Nun macht die „Caravan of Love“, die Liebeskarawane, wie die Fans ihre Tour durch fremde Stadion nennen, Station in Halle, im Stadion am Zoo. Am Samstag haben sich rund 50 Fans des Berliner Oberligisten angekündigt, um den halleschen Oberligisten VfL 96 beim wichtigen Kellerduell gegen den VfL Hohenstein-Ernstthal (Anstoß 15 Uhr) zu unterstützen. „Wir freuen uns sehr darüber, dass wir Teil der Tour sind“, sagt Daniel Schierhold, Fanbeauftragter beim VfL 96.
TeBe Berlin: Fans gehen nach Konflikt mit Verein auf Reisen
Die Reise der heimatlosen Berliner ist das Ergebnis eines Konflikts, der 2016 seinen Anfang nahm. Damals stieg Jens Redlich, Chef einer Fitnesskette, als Geldgeber bei TeBe ein, übernahm 2017 dann auch den Vorstandsvorsitz. Der neue starke Mann will den Traditionsverein mit aller Macht in die Regionalliga führen, investierte bereits 2,5 Millionen Euro.
Neben seinem sportlichen Ziel zeigte Redlich aber wenig Interesse an dem, was TeBe für die Fans vor allem ausmacht: das gesellschaftliche Engagement gegen Rassismus, Sexismus und Homophobie.
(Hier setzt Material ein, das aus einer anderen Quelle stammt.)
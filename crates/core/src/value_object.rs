//! Value object trait: equality by value, not identity.

/// Marker trait for value objects.
///
/// Value objects are immutable and compared by their attribute values: two
/// IBANs with the same characters are the same IBAN. To "modify" one, build a
/// new one.
pub trait ValueObject: Clone + PartialEq + core::fmt::Debug {}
Zugleich bemühte sich der Geldgeber um immer größeren Einfluss im Verein, weshalb unter anderem der Geschäftsstellenleiter, die Leiterin der Frauenabteilung und der Jugendleiter Tebe verließen oder verlassen mussten. Die Fans sehen daher nicht nur ihre Werte, sondern auch die Demokratie im Verein bedroht.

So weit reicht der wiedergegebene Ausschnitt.